Input data
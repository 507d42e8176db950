use std::sync::Arc;

use serde::Serialize;
use tokio::sync::watch;

use crate::domain::activation::{Activation, ActivationState, StateTransition};
use crate::domain::error::AppError;
use crate::domain::item::{static_recommendations, Item, ItemList};
use crate::domain::narration::NarrationScript;
use crate::domain::selection::DetailView;
use crate::domain::settings::{AppSettings, ContentMode};
use crate::infra::quote::QuoteSource;
use crate::infra::speech::{SpeechEngine, SpeechParams};
use crate::usecase::narration_queue::NarrationQueue;
use crate::usecase::poller::PollGuard;

const RECOMMENDATIONS_ACTIVATED: &str =
    "Recommendation system activated. Here are your recommendations.";
const RECOMMENDATIONS_DEACTIVATED: &str = "Recommendation system deactivated.";
const QUOTES_ACTIVATED: &str = "Quote system activated.";
const QUOTES_DEACTIVATED: &str = "Quote system deactivated.";

const EMPTY_RECOMMENDATIONS: &str = "Activate the system to see recommendations.";
const EMPTY_QUOTES_INACTIVE: &str = "Activate the system to start receiving quotes.";
const EMPTY_QUOTES_WAITING: &str = "Waiting for the first quote...";

/// コントローラが所有する状態（有効化フラグ・表示リスト・詳細表示）
#[derive(Debug, Default)]
pub struct ControllerState {
    pub activation: Activation,
    pub items: ItemList,
    pub detail: DetailView,
}

/// toggle() の結果
#[derive(Debug, Clone, Serialize)]
pub struct ToggleOutcome {
    pub transition: StateTransition,
    /// 確認アラート（おすすめモードのみ）
    pub alert: Option<String>,
    pub announcement: String,
}

/// 描画用スナップショット
#[derive(Debug, Clone, Serialize)]
pub struct ControllerSnapshot {
    pub state: ActivationState,
    pub content_mode: ContentMode,
    pub toggle_label: String,
    pub items: Vec<Item>,
    pub selected: Option<Item>,
    pub empty_message: Option<String>,
    pub narrating: bool,
}

/// 有効化コントローラ
///
/// 有効化トグル、名言ポーリング、読み上げキュー、詳細表示をまとめる。
/// 読み上げワーカーとポーリングタスクを `tokio::spawn` で起動するため、
/// 生成・toggle は Tokio ランタイム内で呼ぶこと。
pub struct ActivationController {
    shared: Arc<Shared>,
    poller: parking_lot::Mutex<Option<PollGuard>>,
}

struct Shared {
    settings: AppSettings,
    state: parking_lot::Mutex<ControllerState>,
    quotes: Arc<dyn QuoteSource>,
    narrator: NarrationQueue,
    changes: watch::Sender<u64>,
}

impl Shared {
    fn script(&self, text: &str, author: Option<&str>) -> NarrationScript {
        NarrationScript::build(
            text,
            author,
            &self.settings.sentence_delimiter,
            self.settings.chunk_offset(),
        )
    }

    fn script_for(&self, item: &Item) -> NarrationScript {
        self.script(&item.text, item.author.as_deref())
    }

    fn publish(&self) {
        self.changes.send_modify(|revision| *revision += 1);
    }

    /// 名言を1件取得して先頭に追加し、読み上げる。
    ///
    /// 取得完了時点で epoch の有効化期間が続いていなければ結果を捨てる。
    async fn fetch_and_display(&self, epoch: u64) -> Result<Option<Item>, AppError> {
        let quote = self.quotes.fetch().await?;
        let item = Item::quote(quote.text, quote.author, now());

        {
            let mut state = self.state.lock();
            if !state.activation.is_current(epoch) {
                log::info!("Discarding quote fetched after deactivation");
                return Ok(None);
            }
            state.items.prepend(item.clone());
            self.narrator.enqueue(self.script_for(&item));
        }

        log::info!("Quote added: {}", item.id);
        self.publish();
        Ok(Some(item))
    }
}

impl ActivationController {
    /// 設定を検証し、読み上げパラメータを適用してワーカーを起動する。
    ///
    /// # Panics
    ///
    /// Tokio ランタイムの外で呼ぶと panic する。
    pub fn new(
        settings: AppSettings,
        quotes: Arc<dyn QuoteSource>,
        speech: Arc<dyn SpeechEngine>,
    ) -> Result<Self, AppError> {
        settings.validate()?;

        // 読み上げパラメータはセッション開始時に一度だけ適用する
        if let Err(e) = speech.configure(SpeechParams::from_settings(&settings)) {
            log::warn!("Failed to configure speech engine: {}", AppError::from(e));
        }

        log::info!(
            "Controller ready (mode: {:?}, quotes: {}, speech: {})",
            settings.content_mode,
            quotes.name(),
            speech.name()
        );

        let (changes, _) = watch::channel(0);
        let shared = Arc::new(Shared {
            settings,
            state: parking_lot::Mutex::new(ControllerState::default()),
            quotes,
            narrator: NarrationQueue::start(speech),
            changes,
        });

        Ok(Self {
            shared,
            poller: parking_lot::Mutex::new(None),
        })
    }

    pub fn settings(&self) -> &AppSettings {
        &self.shared.settings
    }

    fn mode(&self) -> ContentMode {
        self.shared.settings.content_mode
    }

    // ==================== Toggle ====================

    /// 有効/無効を反転し、状態変化をアナウンスする。エラーは返さない。
    ///
    /// # Panics
    ///
    /// 名言モードで有効化するとポーリングタスクを起動するため、
    /// Tokio ランタイムの外で呼ぶと panic する。
    pub fn toggle(&self) -> ToggleOutcome {
        let mut poller = self.poller.lock();
        let mode = self.mode();

        let transition = {
            let mut state = self.shared.state.lock();
            let transition = state.activation.toggle(now());

            if mode == ContentMode::Recommendations {
                if transition.activated() {
                    state.items.replace(static_recommendations());
                } else {
                    state.items.clear();
                    state.detail.dismiss();
                }
            }

            let announcement = announcement_for(mode, transition.activated());
            if !transition.activated() {
                self.shared.narrator.cancel();
            }
            self.shared
                .narrator
                .enqueue(NarrationScript::announcement(announcement));

            transition
        };

        if mode == ContentMode::Quotes {
            if transition.activated() {
                *poller = Some(self.spawn_poller(transition.epoch));
            } else if let Some(guard) = poller.take() {
                guard.cancel();
            }
        }
        drop(poller);

        log::info!(
            "Activation: {} -> {}",
            transition.prev_state.as_str(),
            transition.new_state.as_str()
        );
        self.shared.publish();

        let alert = (mode == ContentMode::Recommendations).then(|| {
            if transition.activated() {
                "System activated".to_string()
            } else {
                "System deactivated".to_string()
            }
        });

        ToggleOutcome {
            announcement: announcement_for(mode, transition.activated()).to_string(),
            transition,
            alert,
        }
    }

    fn spawn_poller(&self, epoch: u64) -> PollGuard {
        let shared = self.shared.clone();
        PollGuard::spawn(self.shared.settings.poll_interval(), move || {
            let shared = shared.clone();
            async move {
                if let Err(e) = shared.fetch_and_display(epoch).await {
                    log::warn!("Quote fetch failed: {e}");
                }
            }
        })
    }

    // ==================== Fetch ====================

    /// 名言を今すぐ1件取得する（名言モードかつ有効時のみ）。
    ///
    /// 取得失敗時はリストを変更せずにエラーを返す。
    pub async fn fetch_and_display(&self) -> Result<Option<Item>, AppError> {
        if self.mode() != ContentMode::Quotes {
            return Err(AppError::invalid_state(
                "fetch is only available in quotes mode",
            ));
        }
        let epoch = {
            let state = self.shared.state.lock();
            if !state.activation.is_active() {
                return Err(AppError::invalid_state("system is not active"));
            }
            state.activation.epoch()
        };
        self.shared.fetch_and_display(epoch).await
    }

    // ==================== Selection ====================

    /// 表示中のアイテムを選択して詳細を開き、全文を読み上げる
    pub fn select(&self, item_id: &str) -> Result<Item, AppError> {
        let item = {
            let mut state = self.shared.state.lock();
            let item = visible_items(&state, self.mode())
                .iter()
                .find(|i| i.id == item_id)
                .cloned()
                .ok_or_else(|| AppError::invalid_state(format!("Item not visible: {item_id}")))?;

            state.detail.select(item.clone());
            self.shared.narrator.cancel();
            self.shared.narrator.enqueue(self.shared.script_for(&item));
            item
        };

        log::info!("Item selected: {}", item.id);
        self.shared.publish();
        Ok(item)
    }

    /// 詳細を閉じる。閉じていれば何もしない。
    pub fn dismiss(&self) -> Option<Item> {
        let closed = self.shared.state.lock().detail.dismiss();
        if closed.is_some() {
            self.shared.publish();
        }
        closed
    }

    /// 文ごとに区切って読み上げキューに積む。最後に著者名を読む。
    pub fn narrate(&self, text: &str, author: Option<&str>) -> Option<String> {
        self.shared.narrator.enqueue(self.shared.script(text, author))
    }

    /// 読み上げ待ち・読み上げ中の台本をすべて止める
    pub fn cancel_narration(&self) {
        self.shared.narrator.cancel();
    }

    // ==================== Queries ====================

    pub fn is_active(&self) -> bool {
        self.shared.state.lock().activation.is_active()
    }

    pub fn activation_state(&self) -> ActivationState {
        self.shared.state.lock().activation.state()
    }

    /// 描画に使うリスト
    pub fn visible_items(&self) -> Vec<Item> {
        let state = self.shared.state.lock();
        visible_items(&state, self.mode()).to_vec()
    }

    pub fn selected(&self) -> Option<Item> {
        self.shared.state.lock().detail.selected().cloned()
    }

    pub fn toggle_label(&self) -> &'static str {
        self.activation_state().toggle_label()
    }

    pub fn empty_message(&self) -> Option<&'static str> {
        let state = self.shared.state.lock();
        empty_message(&state, self.mode())
    }

    pub fn is_polling(&self) -> bool {
        self.poller.lock().as_ref().is_some_and(PollGuard::is_running)
    }

    pub fn is_narrating(&self) -> bool {
        !self.shared.narrator.is_idle()
    }

    pub fn snapshot(&self) -> ControllerSnapshot {
        let mode = self.mode();
        let state = self.shared.state.lock();
        let activation = state.activation.state();
        ControllerSnapshot {
            state: activation,
            content_mode: mode,
            toggle_label: activation.toggle_label().to_string(),
            items: visible_items(&state, mode).to_vec(),
            selected: state.detail.selected().cloned(),
            empty_message: empty_message(&state, mode).map(str::to_string),
            narrating: !self.shared.narrator.is_idle(),
        }
    }

    /// 状態変化の通知を購読する（値は更新回数）
    pub fn subscribe(&self) -> watch::Receiver<u64> {
        self.shared.changes.subscribe()
    }

    // ==================== Lifecycle ====================

    /// ポーリングと読み上げを止める
    pub fn shutdown(&self) {
        if let Some(guard) = self.poller.lock().take() {
            guard.cancel();
        }
        self.shared.narrator.shutdown();
        log::info!("Controller shut down");
    }
}

impl Drop for ActivationController {
    fn drop(&mut self) {
        if let Some(guard) = self.poller.get_mut().take() {
            guard.cancel();
        }
        self.shared.narrator.shutdown();
    }
}

fn announcement_for(mode: ContentMode, activated: bool) -> &'static str {
    match (mode, activated) {
        (ContentMode::Recommendations, true) => RECOMMENDATIONS_ACTIVATED,
        (ContentMode::Recommendations, false) => RECOMMENDATIONS_DEACTIVATED,
        (ContentMode::Quotes, true) => QUOTES_ACTIVATED,
        (ContentMode::Quotes, false) => QUOTES_DEACTIVATED,
    }
}

fn visible_items(state: &ControllerState, mode: ContentMode) -> &[Item] {
    match mode {
        ContentMode::Recommendations if !state.activation.is_active() => &[],
        _ => state.items.as_slice(),
    }
}

fn empty_message(state: &ControllerState, mode: ContentMode) -> Option<&'static str> {
    if !visible_items(state, mode).is_empty() {
        return None;
    }
    match (mode, state.activation.is_active()) {
        (ContentMode::Recommendations, false) => Some(EMPTY_RECOMMENDATIONS),
        (ContentMode::Recommendations, true) => None,
        (ContentMode::Quotes, false) => Some(EMPTY_QUOTES_INACTIVE),
        (ContentMode::Quotes, true) => Some(EMPTY_QUOTES_WAITING),
    }
}

fn now() -> String {
    chrono::Utc::now().to_rfc3339()
}
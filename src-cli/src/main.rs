//! quote-narrator: エントリポイント
//!
//! ```bash
//! quote-narrator --help
//! quote-narrator --mode recommendations
//! RUST_LOG=qn_core=debug quote-narrator
//! ```

mod cli;
mod commands;
mod view;

use std::process::ExitCode;
use std::sync::Arc;

use clap::Parser;
use tokio::io::{AsyncBufReadExt, BufReader};

use qn_core::domain::error::AppError;
use qn_core::infra::config;
use qn_core::infra::quote::HttpQuoteSource;
use qn_core::infra::speech::create_speech_engine;
use qn_core::usecase::controller::ActivationController;

use crate::cli::Args;
use crate::commands::{CommandError, Reply};

#[tokio::main]
async fn main() -> ExitCode {
    let args = Args::parse();

    env_logger::Builder::from_env(env_logger::Env::default().default_filter_or(args.log_filter()))
        .init();

    log::info!("Starting quote-narrator");
    log::debug!("CLI args: {:?}", args);

    match run(args).await {
        Ok(()) => ExitCode::SUCCESS,
        Err(e) => {
            log::error!("{e}");
            eprintln!("error: {}", e.message);
            ExitCode::FAILURE
        }
    }
}

async fn run(args: Args) -> Result<(), AppError> {
    let settings = args.apply(config::load_settings(args.config.as_deref())?)?;
    settings.validate()?;

    let quotes = Arc::new(HttpQuoteSource::new(
        &settings.quote_endpoint,
        settings.request_timeout(),
    )?);
    let speech = create_speech_engine(&settings);
    let controller = ActivationController::new(settings, quotes, speech)?;

    let result = command_loop(&controller, args.json).await;
    controller.shutdown();
    result
}

fn show(controller: &ActivationController, json: bool) {
    let snapshot = controller.snapshot();
    if json {
        println!("{}", view::render_json(&snapshot));
    } else {
        println!("{}", view::render(&snapshot));
        print!("> ");
    }
    // プロンプトを即時表示する
    let _ = std::io::Write::flush(&mut std::io::stdout());
}

async fn command_loop(controller: &ActivationController, json: bool) -> Result<(), AppError> {
    let mut lines = BufReader::new(tokio::io::stdin()).lines();
    let mut changes = controller.subscribe();

    if !json {
        println!("{}", commands::HELP);
    }
    changes.borrow_and_update();
    show(controller, json);

    loop {
        tokio::select! {
            line = lines.next_line() => {
                let line = line.map_err(|e| AppError::internal(format!("stdin: {e}")))?;
                let Some(line) = line else {
                    log::info!("stdin closed");
                    return Ok(());
                };

                let reply = commands::parse(&line)
                    .and_then(|cmd| cmd.map(|c| commands::execute(controller, c)).transpose());
                match reply {
                    Ok(Some(Reply::Quit)) => return Ok(()),
                    Ok(Some(Reply::Help)) => println!("{}", commands::HELP),
                    Ok(Some(Reply::Screen { alert })) => {
                        if let Some(alert) = alert {
                            println!("** {alert} **");
                        }
                    }
                    Ok(None) => {}
                    Err(CommandError::App(e)) => {
                        log::warn!("Command failed: {e}");
                        println!("{}", e.message);
                    }
                    Err(e) => println!("{e}"),
                }

                // コマンドによる変更はここで描画済みとする
                changes.borrow_and_update();
                show(controller, json);
            }
            changed = changes.changed() => {
                if changed.is_err() {
                    return Ok(());
                }
                changes.borrow_and_update();
                println!();
                show(controller, json);
            }
            _ = tokio::signal::ctrl_c() => {
                log::info!("Interrupted");
                return Ok(());
            }
        }
    }
}
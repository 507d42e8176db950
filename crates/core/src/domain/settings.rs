use std::time::Duration;

use serde::{Deserialize, Serialize};

use super::error::AppError;

/// アプリケーション設定
#[derive(Debug, Clone, PartialEq, Serialize, Deserialize)]
#[serde(default)]
pub struct AppSettings {
    /// 表示コンテンツ（静的おすすめ / 名言ポーリング）
    pub content_mode: ContentMode,
    /// ポーリング間隔（秒）
    pub poll_interval_secs: u64,
    /// 名言APIのエンドポイント
    pub quote_endpoint: String,
    /// HTTPタイムアウト（秒）
    pub request_timeout_secs: u64,
    /// 読み上げバックエンド
    pub speech_backend: SpeechBackend,
    /// 読み上げコマンド（command バックエンド用）
    pub speech_binary: String,
    /// 読み上げ速度（0.5 が標準）
    pub speech_rate: f32,
    /// 読み上げピッチ（1.0 が標準）
    pub speech_pitch: f32,
    /// 文ごとの読み上げ間隔（ミリ秒）
    pub chunk_offset_ms: u64,
    /// 文の区切り文字列
    pub sentence_delimiter: String,
}

#[derive(Debug, Clone, Copy, PartialEq, Eq, Serialize, Deserialize)]
#[serde(rename_all = "snake_case")]
pub enum ContentMode {
    /// 静的おすすめ一覧（無効化で一覧を破棄、切替時にアラート）
    Recommendations,
    /// 名言APIのポーリング（一覧は無効化後も保持）
    Quotes,
}

impl std::str::FromStr for ContentMode {
    type Err = AppError;

    fn from_str(s: &str) -> Result<Self, Self::Err> {
        match s.trim().to_lowercase().as_str() {
            "recommendations" => Ok(Self::Recommendations),
            "quotes" => Ok(Self::Quotes),
            other => Err(AppError::config(format!("Unknown content mode: {other}"))),
        }
    }
}

#[derive(Debug, Clone, Copy, PartialEq, Eq, Serialize, Deserialize)]
#[serde(rename_all = "snake_case")]
pub enum SpeechBackend {
    /// 外部TTSコマンド（espeak-ng / say）
    Command,
    /// ログ出力のみ
    Log,
}

impl std::str::FromStr for SpeechBackend {
    type Err = AppError;

    fn from_str(s: &str) -> Result<Self, Self::Err> {
        match s.trim().to_lowercase().as_str() {
            "command" => Ok(Self::Command),
            "log" => Ok(Self::Log),
            other => Err(AppError::config(format!("Unknown speech backend: {other}"))),
        }
    }
}

pub const DEFAULT_QUOTE_ENDPOINT: &str = "https://zenquotes.io/api/random";

#[cfg(target_os = "macos")]
pub const DEFAULT_SPEECH_BINARY: &str = "say";
#[cfg(not(target_os = "macos"))]
pub const DEFAULT_SPEECH_BINARY: &str = "espeak-ng";

impl Default for AppSettings {
    fn default() -> Self {
        Self {
            content_mode: ContentMode::Quotes,
            poll_interval_secs: 10,
            quote_endpoint: DEFAULT_QUOTE_ENDPOINT.to_string(),
            request_timeout_secs: 10,
            speech_backend: SpeechBackend::Command,
            speech_binary: DEFAULT_SPEECH_BINARY.to_string(),
            speech_rate: 0.5,
            speech_pitch: 1.0,
            chunk_offset_ms: 3000,
            sentence_delimiter: ". ".to_string(),
        }
    }
}

impl AppSettings {
    pub fn poll_interval(&self) -> Duration {
        Duration::from_secs(self.poll_interval_secs)
    }

    pub fn request_timeout(&self) -> Duration {
        Duration::from_secs(self.request_timeout_secs)
    }

    pub fn chunk_offset(&self) -> Duration {
        Duration::from_millis(self.chunk_offset_ms)
    }

    /// 値域チェック
    pub fn validate(&self) -> Result<(), AppError> {
        if self.poll_interval_secs == 0 {
            return Err(AppError::config("poll_interval_secs must be greater than 0"));
        }
        if self.request_timeout_secs == 0 {
            return Err(AppError::config("request_timeout_secs must be greater than 0"));
        }
        if self.chunk_offset_ms == 0 {
            return Err(AppError::config("chunk_offset_ms must be greater than 0"));
        }
        if self.sentence_delimiter.is_empty() {
            return Err(AppError::config("sentence_delimiter must not be empty"));
        }
        if self.quote_endpoint.trim().is_empty() {
            return Err(AppError::config("quote_endpoint must not be empty"));
        }
        if !(self.speech_rate > 0.0 && self.speech_rate <= 2.0) {
            return Err(AppError::config(format!(
                "speech_rate out of range (0, 2]: {}",
                self.speech_rate
            )));
        }
        if !(self.speech_pitch > 0.0 && self.speech_pitch <= 2.0) {
            return Err(AppError::config(format!(
                "speech_pitch out of range (0, 2]: {}",
                self.speech_pitch
            )));
        }
        Ok(())
    }
}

Work to be completed
Using the material above, transcribe exactly the lines from the line with "state.detail.select(item.clone());" to the line with "pub fn is_active(&self)"; both count, and nothing else goes in.

Output for this task
            state.detail.select(item.clone());
            self.shared.narrator.cancel();
            self.shared.narrator.enqueue(self.shared.script_for(&item));
            item
        };

        log::info!("Item selected: {}", item.id);
        self.shared.publish();
        Ok(item)
    }

    /// 詳細を閉じる。閉じていれば何もしない。
    pub fn dismiss(&self) -> Option<Item> {
        let closed = self.shared.state.lock().detail.dismiss();
        if closed.is_some() {
            self.shared.publish();
        }
        closed
    }

    /// 文ごとに区切って読み上げキューに積む。最後に著者名を読む。
    pub fn narrate(&self, text: &str, author: Option<&str>) -> Option<String> {
        self.shared.narrator.enqueue(self.shared.script(text, author))
    }

    /// 読み上げ待ち・読み上げ中の台本をすべて止める
    pub fn cancel_narration(&self) {
        self.shared.narrator.cancel();
    }

    // ==================== Queries ====================

    pub fn is_active(&self) -> bool {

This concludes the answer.